200 sex assault cases pass prosecution deadline before LAPD tested DNA kits

The cases are part of a backlog of 7,000 DNA kits that the department has not tested, according to an audit by City Controller Laura Chick. Police say they don’t have enough money.

By Richard Winton
October 21, 2008

As many as 200 potential sexual assault cases have gone without prosecution because Los Angeles police officials failed to meet legal deadlines to test DNA evidence that might have identified a suspect, according to a city audit released Monday.

The audit was the second critical assessment of LAPD forensic work in as many weeks. A confidential report obtained by The Times last week disclosed shoddy work by the department’s fingerprint experts that had falsely implicated people in crimes.

Chief William J. Bratton said late Monday that he had set up a task force to examine the Scientific Investigations Division, which oversees the department’s fingerprint analysis unit and DNA lab. He said he had asked the FBI and Los Angeles County district attorney’s office to join the task force probe.
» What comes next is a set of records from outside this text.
/// Ordinary DefineOwnProperty on native storage, validating against
/// non-configurable and non-extensible state
pub(crate) fn native_define_property(
    obj: &JsObjectRef,
    key: &PropertyKey,
    desc: &PropertyDescriptor,
) -> Result<bool, JsError> {
    let mut obj_ref = obj.borrow_mut();
    if let Some(current) = obj_ref.properties.get(key) {
        if !current.attrs.configurable {
            if desc.attrs.configurable {
                return Err(JsError::type_error(format!(
                    "cannot redefine non-configurable property '{}'",
                    key
                )));
            }
            if desc.attrs.enumerable != current.attrs.enumerable {
                return Err(JsError::type_error(format!(
                    "cannot change enumerability of non-configurable property '{}'",
                    key
                )));
            }
            if desc.is_accessor() != current.is_accessor() {
                return Err(JsError::type_error(format!(
                    "cannot change the kind of non-configurable property '{}'",
                    key
                )));
            }
            if current.is_data() && !current.attrs.writable {
                if desc.attrs.writable {
                    return Err(JsError::type_error(format!(
                        "cannot make read-only property '{}' writable",
                        key
                    )));
                }
                if !desc.value.same_value(&current.value) {
                    return Err(JsError::type_error(format!(
                        "cannot change the value of read-only property '{}'",
                        key
                    )));
                }
            }
            if current.is_accessor()
                && (!same_object_slot(&desc.getter, &current.getter)
                    || !same_object_slot(&desc.setter, &current.setter))
            {
                return Err(JsError::type_error(format!(
                    "cannot change accessors of non-configurable property '{}'",
                    key
                )));
            }
        }
        obj_ref.properties.insert(key.clone(), desc.clone());
        return Ok(true);
    }

    if !obj_ref.extensible {
        return Err(JsError::type_error(format!(
            "cannot define property '{}' on a non-extensible object",
            key
        )));
    }
    obj_ref.properties.insert(key.clone(), desc.clone());
    if let PropertyKey::Index(index) = key {
        let new_length = index + 1;
        if let Exotic::Array { length } = &mut obj_ref.exotic
            && new_length > *length
        {
            *length = new_length;
            let length_key = PropertyKey::from("length");
            if let Some(stored) = obj_ref.properties.get_mut(&length_key) {
                stored.value = JsValue::Number(new_length as f64);
            }
        }
    }
    Ok(true)
}
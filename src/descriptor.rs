//! Property descriptors
//!
//! Two descriptor forms flow through the dispatcher: the complete
//! [`PropertyDescriptor`] used for storage and reporting, and the partial
//! [`PropDesc`] in which every field carries a presence bit, as parsed from a
//! script-visible descriptor object. Invariant validation works on the
//! partial form, because "attribute not specified" and "attribute specified
//! as false" are different claims.

use crate::context::Context;
use crate::error::JsError;
use crate::object;
use crate::value::{CheapClone, JsObjectRef, JsValue, PropertyKey, new_object};

/// Property attribute set
#[derive(Debug, Clone, Default, PartialEq)]
pub struct PropertyAttrs {
    pub enumerable: bool,
    pub configurable: bool,
    pub writable: bool,
    /// Shared (slotless) data property: reads yield undefined rather than
    /// the stored value
    pub shared: bool,
    /// Accessor presence flags; an accessor may be explicitly undefined,
    /// which is distinct from no accessor at all
    pub has_getter: bool,
    pub has_setter: bool,
    /// Id override handed to slotless property ops
    pub short_id: Option<i32>,
}

/// A complete property descriptor
#[derive(Debug, Clone)]
pub struct PropertyDescriptor {
    pub value: JsValue,
    pub getter: Option<JsObjectRef>,
    pub setter: Option<JsObjectRef>,
    pub attrs: PropertyAttrs,
}

impl PropertyDescriptor {
    /// A plain writable, enumerable, configurable data property
    pub fn data(value: JsValue) -> Self {
        Self {
            value,
            getter: None,
            setter: None,
            attrs: PropertyAttrs {
                enumerable: true,
                configurable: true,
                writable: true,
                ..Default::default()
            },
        }
    }

    /// A data property with explicit attributes
    pub fn data_with(value: JsValue, writable: bool, enumerable: bool, configurable: bool) -> Self {
        Self {
            value,
            getter: None,
            setter: None,
            attrs: PropertyAttrs {
                enumerable,
                configurable,
                writable,
                ..Default::default()
            },
        }
    }

    /// An accessor property; both accessor slots count as specified
    pub fn accessor(getter: Option<JsObjectRef>, setter: Option<JsObjectRef>) -> Self {
        Self {
            value: JsValue::Undefined,
            getter,
            setter,
            attrs: PropertyAttrs {
                enumerable: true,
                configurable: true,
                writable: false,
                has_getter: true,
                has_setter: true,
                ..Default::default()
            },
        }
    }

    /// Whether this descriptor describes an accessor property
    pub fn is_accessor(&self) -> bool {
        self.attrs.has_getter
            || self.attrs.has_setter
            || self.getter.is_some()
            || self.setter.is_some()
    }

    pub fn is_data(&self) -> bool {
        !self.is_accessor()
    }
}

/// A partial descriptor: each field paired with a presence bit
#[derive(Debug, Clone, Default)]
pub struct PropDesc {
    pub has_value: bool,
    pub value: JsValue,
    pub has_writable: bool,
    pub writable: bool,
    pub has_enumerable: bool,
    pub enumerable: bool,
    pub has_configurable: bool,
    pub configurable: bool,
    pub has_get: bool,
    pub getter: Option<JsObjectRef>,
    pub has_set: bool,
    pub setter: Option<JsObjectRef>,
}

impl PropDesc {
    /// Specifies value or writable
    pub fn is_data_descriptor(&self) -> bool {
        self.has_value || self.has_writable
    }

    /// Specifies an accessor slot
    pub fn is_accessor_descriptor(&self) -> bool {
        self.has_get || self.has_set
    }

    /// Specifies neither data nor accessor fields
    pub fn is_generic_descriptor(&self) -> bool {
        !self.is_data_descriptor() && !self.is_accessor_descriptor()
    }

    /// Specifies no field at all (a pure existence check)
    pub fn is_empty(&self) -> bool {
        !self.has_value
            && !self.has_writable
            && !self.has_get
            && !self.has_set
            && !self.has_enumerable
            && !self.has_configurable
    }

    /// Parse a script descriptor object. Accessor fields must be callable or
    /// undefined; any non-object input is a TypeError.
    pub fn parse(cx: &mut Context, value: &JsValue) -> Result<PropDesc, JsError> {
        let obj = value.to_object("property descriptor")?;
        let mut desc = PropDesc::default();

        let value_key = PropertyKey::from("value");
        if object::has_property(cx, &obj, &value_key)? {
            desc.has_value = true;
            desc.value = object::get_property(cx, &obj, &JsValue::Object(obj.cheap_clone()), &value_key)?;
        }

        let writable_key = PropertyKey::from("writable");
        if object::has_property(cx, &obj, &writable_key)? {
            desc.has_writable = true;
            desc.writable = object::get_property(cx, &obj, &JsValue::Object(obj.cheap_clone()), &writable_key)?
                .to_boolean();
        }

        let enumerable_key = PropertyKey::from("enumerable");
        if object::has_property(cx, &obj, &enumerable_key)? {
            desc.has_enumerable = true;
            desc.enumerable =
                object::get_property(cx, &obj, &JsValue::Object(obj.cheap_clone()), &enumerable_key)?
                    .to_boolean();
        }

        let configurable_key = PropertyKey::from("configurable");
        if object::has_property(cx, &obj, &configurable_key)? {
            desc.has_configurable = true;
            desc.configurable =
                object::get_property(cx, &obj, &JsValue::Object(obj.cheap_clone()), &configurable_key)?
                    .to_boolean();
        }

        let get_key = PropertyKey::from("get");
        if object::has_property(cx, &obj, &get_key)? {
            desc.has_get = true;
            desc.getter = parse_accessor(
                object::get_property(cx, &obj, &JsValue::Object(obj.cheap_clone()), &get_key)?,
                "getter",
            )?;
        }

        let set_key = PropertyKey::from("set");
        if object::has_property(cx, &obj, &set_key)? {
            desc.has_set = true;
            desc.setter = parse_accessor(
                object::get_property(cx, &obj, &JsValue::Object(obj.cheap_clone()), &set_key)?,
                "setter",
            )?;
        }

        if (desc.has_get || desc.has_set) && (desc.has_value || desc.has_writable) {
            return Err(JsError::type_error(
                "property descriptor must not specify both accessors and a value or writability",
            ));
        }

        Ok(desc)
    }

    /// Fill unspecified fields with their defaults
    pub fn complete(&mut self) {
        if self.is_generic_descriptor() || self.is_data_descriptor() {
            if !self.has_value {
                self.has_value = true;
                self.value = JsValue::Undefined;
            }
            if !self.has_writable {
                self.has_writable = true;
                self.writable = false;
            }
        } else {
            if !self.has_get {
                self.has_get = true;
                self.getter = None;
            }
            if !self.has_set {
                self.has_set = true;
                self.setter = None;
            }
        }
        if !self.has_enumerable {
            self.has_enumerable = true;
            self.enumerable = false;
        }
        if !self.has_configurable {
            self.has_configurable = true;
            self.configurable = false;
        }
    }

    /// Re-expand a complete descriptor into the partial form, every relevant
    /// field present
    pub fn from_descriptor(desc: &PropertyDescriptor) -> PropDesc {
        if desc.is_accessor() {
            PropDesc {
                has_get: true,
                getter: desc.getter.clone(),
                has_set: true,
                setter: desc.setter.clone(),
                has_enumerable: true,
                enumerable: desc.attrs.enumerable,
                has_configurable: true,
                configurable: desc.attrs.configurable,
                ..Default::default()
            }
        } else {
            PropDesc {
                has_value: true,
                value: desc.value.clone(),
                has_writable: true,
                writable: desc.attrs.writable,
                has_enumerable: true,
                enumerable: desc.attrs.enumerable,
                has_configurable: true,
                configurable: desc.attrs.configurable,
                ..Default::default()
            }
        }
    }

    /// Collapse into a complete descriptor; unspecified attributes read as
    /// their defaults
    pub fn to_descriptor(&self) -> PropertyDescriptor {
        if self.is_accessor_descriptor() {
            PropertyDescriptor {
                value: JsValue::Undefined,
                getter: self.getter.clone(),
                setter: self.setter.clone(),
                attrs: PropertyAttrs {
                    enumerable: self.enumerable,
                    configurable: self.configurable,
                    writable: false,
                    has_getter: self.has_get,
                    has_setter: self.has_set,
                    ..Default::default()
                },
            }
        } else {
            PropertyDescriptor {
                value: self.value.clone(),
                getter: None,
                setter: None,
                attrs: PropertyAttrs {
                    enumerable: self.enumerable,
                    configurable: self.configurable,
                    writable: self.writable,
                    ..Default::default()
                },
            }
        }
    }

    /// Build the script-visible descriptor object for this descriptor
    pub fn make_object(&self) -> JsObjectRef {
        let obj = new_object();
        {
            let mut obj_ref = obj.borrow_mut();
            if self.has_value {
                obj_ref.properties.insert(
                    PropertyKey::from("value"),
                    PropertyDescriptor::data(self.value.clone()),
                );
            }
            if self.has_writable {
                obj_ref.properties.insert(
                    PropertyKey::from("writable"),
                    PropertyDescriptor::data(JsValue::Boolean(self.writable)),
                );
            }
            if self.has_get {
                let getter = match &self.getter {
                    Some(g) => JsValue::Object(g.cheap_clone()),
                    None => JsValue::Undefined,
                };
                obj_ref
                    .properties
                    .insert(PropertyKey::from("get"), PropertyDescriptor::data(getter));
            }
            if self.has_set {
                let setter = match &self.setter {
                    Some(s) => JsValue::Object(s.cheap_clone()),
                    None => JsValue::Undefined,
                };
                obj_ref
                    .properties
                    .insert(PropertyKey::from("set"), PropertyDescriptor::data(setter));
            }
            if self.has_enumerable {
                obj_ref.properties.insert(
                    PropertyKey::from("enumerable"),
                    PropertyDescriptor::data(JsValue::Boolean(self.enumerable)),
                );
            }
            if self.has_configurable {
                obj_ref.properties.insert(
                    PropertyKey::from("configurable"),
                    PropertyDescriptor::data(JsValue::Boolean(self.configurable)),
                );
            }
        }
        obj
    }
}

fn parse_accessor(value: JsValue, what: &str) -> Result<Option<JsObjectRef>, JsError> {
    if value.is_null_or_undefined() {
        return Ok(None);
    }
    if !value.is_callable() {
        return Err(JsError::type_error(format!("{} must be callable", what)));
    }
    match value {
        JsValue::Object(obj) => Ok(Some(obj)),
        _ => Err(JsError::type_error(format!("{} must be callable", what))),
    }
}

/// Build the descriptor object reported to script for a descriptor
pub fn descriptor_to_object(desc: &PropertyDescriptor) -> JsObjectRef {
    PropDesc::from_descriptor(desc).make_object()
}

/// Interpret a trap's return value as a descriptor object
///
/// With `complete`, unspecified fields are filled with defaults, matching
/// what a fully materialized own property would carry.
pub fn parse_descriptor_object(
    cx: &mut Context,
    value: &JsValue,
    complete: bool,
) -> Result<PropertyDescriptor, JsError> {
    let mut desc = PropDesc::parse(cx, value)?;
    if complete {
        desc.complete();
    }
    Ok(desc.to_descriptor())
}

/// Normalize a descriptor object: reparse the standard fields into a fresh
/// object and carry over any non-standard properties untouched.
///
/// With `complete`, an undefined input passes through and the standard
/// fields are defaulted.
pub fn normalize_property_descriptor(
    cx: &mut Context,
    value: &JsValue,
    complete: bool,
) -> Result<JsValue, JsError> {
    if complete && value.is_undefined() {
        return Ok(JsValue::Undefined);
    }

    let attributes = value.to_object("property descriptor")?;
    let mut desc = PropDesc::parse(cx, value)?;
    if complete {
        desc.complete();
    }
    let normalized = desc.make_object();

    let extras = object::own_property_names(cx, &attributes, object::IterFlags::OWN)?;
    for key in extras {
        if key.eq_str("value")
            || key.eq_str("writable")
            || key.eq_str("get")
            || key.eq_str("set")
            || key.eq_str("enumerable")
            || key.eq_str("configurable")
        {
            continue;
        }
        let extra =
            object::get_property(cx, &attributes, &JsValue::Object(attributes.cheap_clone()), &key)?;
        normalized
            .borrow_mut()
            .properties
            .insert(key, PropertyDescriptor::data(extra));
    }

    Ok(JsValue::Object(normalized))
}
//! Legacy trap-table protocol: fundamental traps in script, derived traps
//! falling back to the defaults

use std::cell::RefCell;
use std::rc::Rc;

use super::common::{arg_key, data, define, get, install_trap, set};
use trapcore::descriptor;
use trapcore::object;
use trapcore::proxy::{
    Proxy, new_scripted_indirect_function_proxy, new_scripted_indirect_proxy,
};
use trapcore::value::{JsObjectRef, new_array, new_function, new_object};
use trapcore::{Context, JsError, JsValue, PropertyKey};

/// A trap table whose fundamental traps expose a captured store object
fn store_backed_table(store: &JsObjectRef) -> JsObjectRef {
    let table = new_object();

    let captured = store.clone();
    install_trap(&table, "getPropertyDescriptor", move |cx, _this, args| {
        let key = arg_key(args, 0);
        Ok(
            match object::lookup_property(cx, &captured, &key)?.map(|(desc, _)| desc) {
                Some(desc) => JsValue::Object(descriptor::descriptor_to_object(&desc)),
                None => JsValue::Undefined,
            },
        )
    });

    let captured = store.clone();
    install_trap(&table, "getOwnPropertyDescriptor", move |cx, _this, args| {
        let key = arg_key(args, 0);
        Ok(match object::get_own_descriptor(cx, &captured, &key)? {
            Some(desc) => JsValue::Object(descriptor::descriptor_to_object(&desc)),
            None => JsValue::Undefined,
        })
    });

    let captured = store.clone();
    install_trap(&table, "defineProperty", move |cx, _this, args| {
        let key = arg_key(args, 0);
        let desc = descriptor::parse_descriptor_object(
            cx,
            args.get(1).unwrap_or(&JsValue::Undefined),
            false,
        )?;
        object::define_property(cx, &captured, &key, &desc)?;
        Ok(JsValue::Undefined)
    });

    let captured = store.clone();
    install_trap(&table, "getOwnPropertyNames", move |cx, _this, _args| {
        let names = object::own_property_names(cx, &captured, trapcore::IterFlags::OWN_HIDDEN)?;
        Ok(JsValue::Object(new_array(
            names.iter().map(PropertyKey::to_value).collect(),
        )))
    });

    let captured = store.clone();
    install_trap(&table, "delete", move |cx, _this, args| {
        let key = arg_key(args, 0);
        Ok(JsValue::Boolean(object::delete_property(
            cx, &captured, &key,
        )?))
    });

    let captured = store.clone();
    install_trap(&table, "enumerate", move |cx, _this, _args| {
        let names = object::property_names(cx, &captured, trapcore::IterFlags::ENUMERATE)?;
        Ok(JsValue::Object(new_array(
            names.iter().map(PropertyKey::to_value).collect(),
        )))
    });

    table
}

#[test]
fn test_fundamental_traps_back_the_derived_defaults() {
    let mut cx = Context::new();
    let store = new_object();
    define(&store, "x", data("stored"));
    let proxy = new_scripted_indirect_proxy(store_backed_table(&store), None);

    // get has no trap here: the default computes it from the scripted
    // getPropertyDescriptor fundamental
    assert_eq!(get(&mut cx, &proxy, "x").unwrap(), JsValue::from("stored"));
    assert_eq!(get(&mut cx, &proxy, "missing").unwrap(), JsValue::Undefined);
    assert!(Proxy::has(&mut cx, &proxy, &PropertyKey::from("x")).unwrap());
    assert!(!Proxy::has_own(&mut cx, &proxy, &PropertyKey::from("absent")).unwrap());

    // keys falls back to getOwnPropertyNames + per-key descriptors
    let keys = Proxy::keys(&mut cx, &proxy).unwrap();
    assert_eq!(keys, vec![PropertyKey::from("x")]);

    // the default set defines through the scripted defineProperty
    assert!(set(&mut cx, &proxy, "y", 9.0).unwrap());
    assert_eq!(get(&mut cx, &proxy, "y").unwrap(), JsValue::Number(9.0));
    assert!(store.borrow().has_own_property(&PropertyKey::from("y")));

    assert!(Proxy::delete(&mut cx, &proxy, &PropertyKey::from("x")).unwrap());
    assert!(!store.borrow().has_own_property(&PropertyKey::from("x")));
}

#[test]
fn test_derived_trap_overrides_default() {
    let mut cx = Context::new();
    let store = new_object();
    define(&store, "x", data("stored"));
    let table = store_backed_table(&store);

    let seen = Rc::new(RefCell::new(Vec::new()));
    let sink = seen.clone();
    install_trap(&table, "get", move |_cx, _this, args| {
        // (receiver, key)
        sink.borrow_mut()
            .push(arg_key(args, 1).to_string());
        Ok(JsValue::from("from trap"))
    });
    let proxy = new_scripted_indirect_proxy(table, None);

    assert_eq!(get(&mut cx, &proxy, "x").unwrap(), JsValue::from("from trap"));
    assert_eq!(*seen.borrow(), vec!["x".to_string()]);
}

#[test]
fn test_set_trap_receives_receiver_key_value() {
    let mut cx = Context::new();
    let table = new_object();
    let seen = Rc::new(RefCell::new(Vec::new()));
    let sink = seen.clone();
    install_trap(&table, "set", move |_cx, _this, args| {
        sink.borrow_mut().push((
            arg_key(args, 1).to_string(),
            args.get(2).cloned().unwrap_or(JsValue::Undefined),
        ));
        Ok(JsValue::Boolean(true))
    });
    let proxy = new_scripted_indirect_proxy(table, None);

    assert!(set(&mut cx, &proxy, "k", 3.0).unwrap());
    let recorded = seen.borrow();
    assert_eq!(recorded.len(), 1);
    assert_eq!(recorded.first().unwrap().0, "k");
    assert_eq!(recorded.first().unwrap().1, JsValue::Number(3.0));
}

#[test]
fn test_missing_fundamental_trap_is_an_invocation_failure() {
    let mut cx = Context::new();
    let table = new_object();
    let proxy = new_scripted_indirect_proxy(table, None);

    let err = Proxy::get_own_property_descriptor(&mut cx, &proxy, &PropertyKey::from("x"))
        .unwrap_err();
    assert!(matches!(err, JsError::TypeError { .. }));
}

#[test]
fn test_primitive_descriptor_result_is_rejected() {
    let mut cx = Context::new();
    let table = new_object();
    install_trap(&table, "getOwnPropertyDescriptor", |_cx, _this, _args| {
        Ok(JsValue::Number(42.0))
    });
    let proxy = new_scripted_indirect_proxy(table, None);

    let err = Proxy::get_own_property_descriptor(&mut cx, &proxy, &PropertyKey::from("x"))
        .unwrap_err();
    assert!(matches!(err, JsError::TypeError { .. }));
}

#[test]
fn test_define_property_trap_receives_descriptor_object() {
    let mut cx = Context::new();
    let table = new_object();
    let seen = Rc::new(RefCell::new(None));
    let sink = seen.clone();
    install_trap(&table, "defineProperty", move |cx, _this, args| {
        let desc_obj = args
            .get(1)
            .and_then(JsValue::as_object)
            .cloned()
            .ok_or_else(|| JsError::type_error("expected a descriptor object"))?;
        let this = JsValue::Object(desc_obj.clone());
        *sink.borrow_mut() = Some(object::get_property(
            cx,
            &desc_obj,
            &this,
            &PropertyKey::from("value"),
        )?);
        Ok(JsValue::Undefined)
    });
    let proxy = new_scripted_indirect_proxy(table, None);

    assert!(
        Proxy::define_property(
            &mut cx,
            &proxy,
            &PropertyKey::from("k"),
            &trapcore::PropertyDescriptor::data(JsValue::from("payload")),
        )
        .unwrap()
    );
    assert_eq!(seen.borrow().clone().unwrap(), JsValue::from("payload"));
}

#[test]
fn test_function_proxy_routes_calls_to_delegate() {
    let mut cx = Context::new();
    let table = new_object();
    let call = new_function("impl", 1, |_cx, _this, args| {
        Ok(args.first().cloned().unwrap_or(JsValue::Undefined))
    });
    let proxy = new_scripted_indirect_function_proxy(table, call, None).unwrap();

    assert!(JsValue::Object(proxy.clone()).is_callable());
    let result = cx
        .invoke(
            &JsValue::Object(proxy),
            JsValue::Undefined,
            &[JsValue::from("through")],
        )
        .unwrap();
    assert_eq!(result, JsValue::from("through"));
}

#[test]
fn test_iterate_trap_result_must_be_an_object() {
    let mut cx = Context::new();
    let table = new_object();
    install_trap(&table, "iterate", |_cx, _this, _args| {
        Ok(JsValue::Number(1.0))
    });
    let proxy = new_scripted_indirect_proxy(table, None);

    let err = Proxy::iterate(&mut cx, &proxy, trapcore::IterFlags::OWN).unwrap_err();
    assert!(matches!(err, JsError::TypeError { .. }));
}

#[test]
fn test_keys_trap_converts_returned_array() {
    let mut cx = Context::new();
    let table = new_object();
    install_trap(&table, "keys", |_cx, _this, _args| {
        Ok(JsValue::Object(new_array(vec![
            JsValue::from("a"),
            JsValue::from("b"),
        ])))
    });
    let proxy = new_scripted_indirect_proxy(table, None);

    let keys = Proxy::keys(&mut cx, &proxy).unwrap();
    assert_eq!(keys, vec![PropertyKey::from("a"), PropertyKey::from("b")]);
}
/// Store into a handler-specific auxiliary slot
pub fn set_proxy_extra(obj: &JsObjectRef, index: usize, value: JsValue) -> Result<(), JsError> {
    match &mut obj.borrow_mut().exotic {
        Exotic::Proxy(data) => {
            let slot = data
                .extra
                .get_mut(index)
                .ok_or_else(|| JsError::internal_error("proxy extra slot out of range"))?;
            *slot = value;
            Ok(())
        }
        _ => Err(JsError::invalid_argument("expected a proxy object")),
    }
}

/// The call delegate, if the proxy is callable
pub fn call_delegate(obj: &JsObjectRef) -> Option<JsObjectRef> {
    match &obj.borrow().exotic {
        Exotic::Proxy(data) => data.call.clone(),
        _ => None,
    }
}

/// The construct delegate, if one was given
pub fn construct_delegate(obj: &JsObjectRef) -> Option<JsObjectRef> {
    match &obj.borrow().exotic {
        Exotic::Proxy(data) => data.construct.clone(),
        _ => None,
    }
}

/// Innermost non-proxy object behind a chain of wrappers
pub fn unwrap_deep(obj: &JsObjectRef) -> JsObjectRef {
    let mut current = obj.cheap_clone();
    // wrapper chains are short; the bound only breaks pathological cycles
    for _ in 0..64 {
        let inner = match &current.borrow().exotic {
            Exotic::Proxy(data) => data.private.as_object().cloned(),
            _ => None,
        };
        match inner {
            Some(inner) => current = inner,
            None => break,
        }
    }
    current
}

/// Create a proxy object
pub fn new_proxy_object(
    handler: Rc<dyn ProxyHandler>,
    private: JsValue,
    prototype: Option<JsObjectRef>,
    call: Option<JsObjectRef>,
    construct: Option<JsObjectRef>,
) -> JsObjectRef {
    let proxy = Rc::new(RefCell::new(JsObject::new()));
    {
        let mut proxy_ref = proxy.borrow_mut();
        proxy_ref.prototype = prototype;
        proxy_ref.exotic = Exotic::Proxy(ProxyData {
            handler,
            private,
            extra: [JsValue::Undefined, JsValue::Undefined],
            call,
            construct,
        });
    }
    proxy
}

/// Re-point an existing proxy at a new handler/private pair without
/// reallocating, clearing the extra slots. Used to revive an object that
/// survived a realm teardown as a dead stub. Callable proxies cannot be
/// renewed.
pub fn renew_proxy_object(
    proxy: &JsObjectRef,
    handler: Rc<dyn ProxyHandler>,
    private: JsValue,
) -> Result<(), JsError> {
    match &mut proxy.borrow_mut().exotic {
        Exotic::Proxy(data) => {
            if data.call.is_some() || data.construct.is_some() {
                return Err(JsError::invalid_argument("cannot renew a callable proxy"));
            }
            data.handler = handler;
            data.private = private;
            data.extra = [JsValue::Undefined, JsValue::Undefined];
            Ok(())
        }
        _ => Err(JsError::invalid_argument("expected a proxy object")),
    }
}

/// Run the handler's teardown hook. The owning object system calls this when
/// it destroys the proxy.
pub fn finalize_proxy(proxy: &JsObjectRef) {
    if let Some(handler) = handler_of(proxy) {
        handler.finalize(proxy);
    }
}

/// Create a spec-accurate scripted proxy over a target: the prototype comes
/// from the target, a callable target doubles as the call/construct
/// delegate, and the trap table rides in the first extra slot
pub fn new_scripted_direct_proxy(
    cx: &mut Context,
    target: JsObjectRef,
    handler_table: JsObjectRef,
) -> Result<JsObjectRef, JsError> {
    let prototype = object::get_prototype(cx, &target)?;
    let fun = target.borrow().is_callable().then(|| target.cheap_clone());
    let proxy = new_proxy_object(
        ScriptedDirectHandler::singleton(),
        JsValue::Object(target),
        prototype,
        fun.clone(),
        fun,
    );
    set_proxy_extra(&proxy, 0, JsValue::Object(handler_table))?;
    Ok(proxy)
}

/// Create a legacy scripted proxy whose private slot is the trap table
pub fn new_scripted_indirect_proxy(
    handler_table: JsObjectRef,
    prototype: Option<JsObjectRef>,
) -> JsObjectRef {
    new_proxy_object(
        ScriptedIndirectHandler::singleton(),
        JsValue::Object(handler_table),
        prototype,
        None,
        None,
    )
}

/// Create a callable legacy scripted proxy
pub fn new_scripted_indirect_function_proxy(
    handler_table: JsObjectRef,
    call: JsObjectRef,
    construct: Option<JsObjectRef>,
) -> Result<JsObjectRef, JsError> {
    if !JsValue::Object(call.cheap_clone()).is_callable() {
        return Err(JsError::invalid_argument("call delegate is not callable"));
    }
    if let Some(construct) = &construct
        && !JsValue::Object(construct.cheap_clone()).is_callable()
    {
        return Err(JsError::invalid_argument(
            "construct delegate is not callable",
        ));
    }
    Ok(new_proxy_object(
        ScriptedIndirectHandler::singleton(),
        JsValue::Object(handler_table),
        None,
        Some(call),
        construct,
    ))
}

/// The dispatch entry points
pub struct Proxy;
“You hired me as chief of police to manage the department day to day. But you also hired me for when a crisis occurs and they will occur,” Bratton said. “When it occurs, the idea is to quickly get in and assess what is wrong.”

According to the audit by City Controller Laura Chick’s office, the LAPD has a backlog of 7,000 sexual assault test kits that have not been examined. Of those cases, 217 are beyond the 10-year statute in which to prosecute the crimes, according to the report.

Each kit, officials say, contains a potential genetic road map to the perpetrator of a crime.

“Sometimes I find problems as city controller that simply defy explanation,” Chick said at a news conference. “It is beyond disturbing that the thousands of victims who have undergone the invasive ordeal of [submitting to] these tests do not even know that their evidence is still untested.”